*THE TASK*. What lines of the data below hold the string "modrain"? Copy each one out.

*DATA FOR ANALYSIS*.

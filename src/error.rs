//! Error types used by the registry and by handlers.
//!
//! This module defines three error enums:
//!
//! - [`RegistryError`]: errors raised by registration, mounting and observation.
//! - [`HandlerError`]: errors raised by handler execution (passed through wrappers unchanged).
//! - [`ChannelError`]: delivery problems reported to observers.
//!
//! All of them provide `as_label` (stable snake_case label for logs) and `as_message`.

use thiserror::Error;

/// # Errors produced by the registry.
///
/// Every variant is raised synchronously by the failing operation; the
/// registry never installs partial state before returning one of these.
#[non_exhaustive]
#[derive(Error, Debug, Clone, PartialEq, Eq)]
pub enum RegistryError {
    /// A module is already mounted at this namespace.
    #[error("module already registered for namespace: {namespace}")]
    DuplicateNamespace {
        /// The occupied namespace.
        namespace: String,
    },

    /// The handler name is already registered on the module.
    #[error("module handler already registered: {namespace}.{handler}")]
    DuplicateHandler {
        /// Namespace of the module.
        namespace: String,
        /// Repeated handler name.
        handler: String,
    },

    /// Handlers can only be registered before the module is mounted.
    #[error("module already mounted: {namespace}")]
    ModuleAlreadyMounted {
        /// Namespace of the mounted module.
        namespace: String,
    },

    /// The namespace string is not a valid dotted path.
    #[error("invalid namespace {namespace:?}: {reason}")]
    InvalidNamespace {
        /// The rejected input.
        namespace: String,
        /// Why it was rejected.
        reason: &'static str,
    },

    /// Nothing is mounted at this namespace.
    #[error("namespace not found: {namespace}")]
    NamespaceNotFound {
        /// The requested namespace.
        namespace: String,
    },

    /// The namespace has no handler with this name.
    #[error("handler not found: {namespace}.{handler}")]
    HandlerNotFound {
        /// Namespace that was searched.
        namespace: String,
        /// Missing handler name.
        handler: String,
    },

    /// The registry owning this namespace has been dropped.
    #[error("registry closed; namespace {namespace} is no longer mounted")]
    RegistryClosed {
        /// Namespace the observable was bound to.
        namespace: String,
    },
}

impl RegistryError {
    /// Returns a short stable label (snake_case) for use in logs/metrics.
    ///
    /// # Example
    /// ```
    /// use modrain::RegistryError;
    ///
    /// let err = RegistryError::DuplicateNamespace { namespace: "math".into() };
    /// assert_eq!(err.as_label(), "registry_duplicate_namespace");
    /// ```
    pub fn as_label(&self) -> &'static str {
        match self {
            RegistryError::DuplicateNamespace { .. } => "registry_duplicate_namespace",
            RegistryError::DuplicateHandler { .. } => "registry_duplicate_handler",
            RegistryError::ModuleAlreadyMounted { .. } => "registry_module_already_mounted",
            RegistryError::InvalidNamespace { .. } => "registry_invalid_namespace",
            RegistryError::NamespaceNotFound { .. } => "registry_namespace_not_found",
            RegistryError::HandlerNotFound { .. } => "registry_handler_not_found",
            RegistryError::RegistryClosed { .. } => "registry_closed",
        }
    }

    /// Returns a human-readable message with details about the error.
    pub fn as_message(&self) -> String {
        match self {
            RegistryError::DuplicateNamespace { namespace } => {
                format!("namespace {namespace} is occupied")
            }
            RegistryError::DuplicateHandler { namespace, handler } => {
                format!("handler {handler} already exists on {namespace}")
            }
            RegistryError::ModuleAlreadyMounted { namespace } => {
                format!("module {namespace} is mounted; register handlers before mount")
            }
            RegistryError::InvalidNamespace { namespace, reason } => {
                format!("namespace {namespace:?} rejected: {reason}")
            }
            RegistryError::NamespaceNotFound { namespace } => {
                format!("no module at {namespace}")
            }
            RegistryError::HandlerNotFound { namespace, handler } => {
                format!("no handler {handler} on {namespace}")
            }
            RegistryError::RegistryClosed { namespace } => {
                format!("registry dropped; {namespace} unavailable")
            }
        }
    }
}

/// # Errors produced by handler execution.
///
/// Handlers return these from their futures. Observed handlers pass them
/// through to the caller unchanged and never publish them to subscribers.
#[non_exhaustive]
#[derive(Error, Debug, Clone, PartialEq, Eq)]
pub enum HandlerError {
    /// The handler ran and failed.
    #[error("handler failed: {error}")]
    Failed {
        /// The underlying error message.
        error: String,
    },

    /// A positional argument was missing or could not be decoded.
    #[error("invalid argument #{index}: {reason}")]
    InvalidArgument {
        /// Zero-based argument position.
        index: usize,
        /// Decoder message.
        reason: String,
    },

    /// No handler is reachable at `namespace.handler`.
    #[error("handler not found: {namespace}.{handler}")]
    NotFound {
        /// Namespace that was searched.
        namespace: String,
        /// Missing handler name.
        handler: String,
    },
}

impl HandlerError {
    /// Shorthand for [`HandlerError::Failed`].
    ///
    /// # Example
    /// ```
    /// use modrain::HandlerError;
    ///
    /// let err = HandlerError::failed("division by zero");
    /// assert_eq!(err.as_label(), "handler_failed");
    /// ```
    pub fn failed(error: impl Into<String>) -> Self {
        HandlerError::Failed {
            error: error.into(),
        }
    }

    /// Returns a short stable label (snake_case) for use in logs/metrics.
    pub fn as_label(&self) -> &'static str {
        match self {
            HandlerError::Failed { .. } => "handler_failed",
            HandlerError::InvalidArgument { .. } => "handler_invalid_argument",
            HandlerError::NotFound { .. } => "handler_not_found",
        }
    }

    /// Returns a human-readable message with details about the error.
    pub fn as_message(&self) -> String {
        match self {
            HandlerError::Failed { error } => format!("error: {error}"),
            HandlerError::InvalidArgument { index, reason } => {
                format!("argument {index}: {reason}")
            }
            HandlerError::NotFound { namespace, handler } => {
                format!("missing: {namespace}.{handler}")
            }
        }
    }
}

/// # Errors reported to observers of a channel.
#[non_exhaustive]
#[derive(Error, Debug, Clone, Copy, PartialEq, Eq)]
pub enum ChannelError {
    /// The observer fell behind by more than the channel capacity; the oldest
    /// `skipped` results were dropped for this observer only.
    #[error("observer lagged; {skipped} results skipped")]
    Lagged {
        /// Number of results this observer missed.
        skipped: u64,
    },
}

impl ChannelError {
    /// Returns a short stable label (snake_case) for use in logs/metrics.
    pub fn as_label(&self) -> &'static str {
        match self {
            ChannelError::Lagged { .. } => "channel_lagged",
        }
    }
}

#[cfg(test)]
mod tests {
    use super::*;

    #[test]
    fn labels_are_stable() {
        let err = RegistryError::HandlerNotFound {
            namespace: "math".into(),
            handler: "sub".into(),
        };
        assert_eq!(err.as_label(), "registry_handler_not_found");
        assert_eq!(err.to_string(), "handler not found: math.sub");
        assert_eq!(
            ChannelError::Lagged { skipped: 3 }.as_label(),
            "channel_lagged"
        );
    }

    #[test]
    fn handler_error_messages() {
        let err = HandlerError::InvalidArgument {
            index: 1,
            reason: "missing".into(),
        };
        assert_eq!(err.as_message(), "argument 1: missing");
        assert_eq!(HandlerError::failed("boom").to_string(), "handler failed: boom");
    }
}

*RESULT FOR THIS TASK*.
    /// use modrain::RegistryError;
    /// use modrain::HandlerError;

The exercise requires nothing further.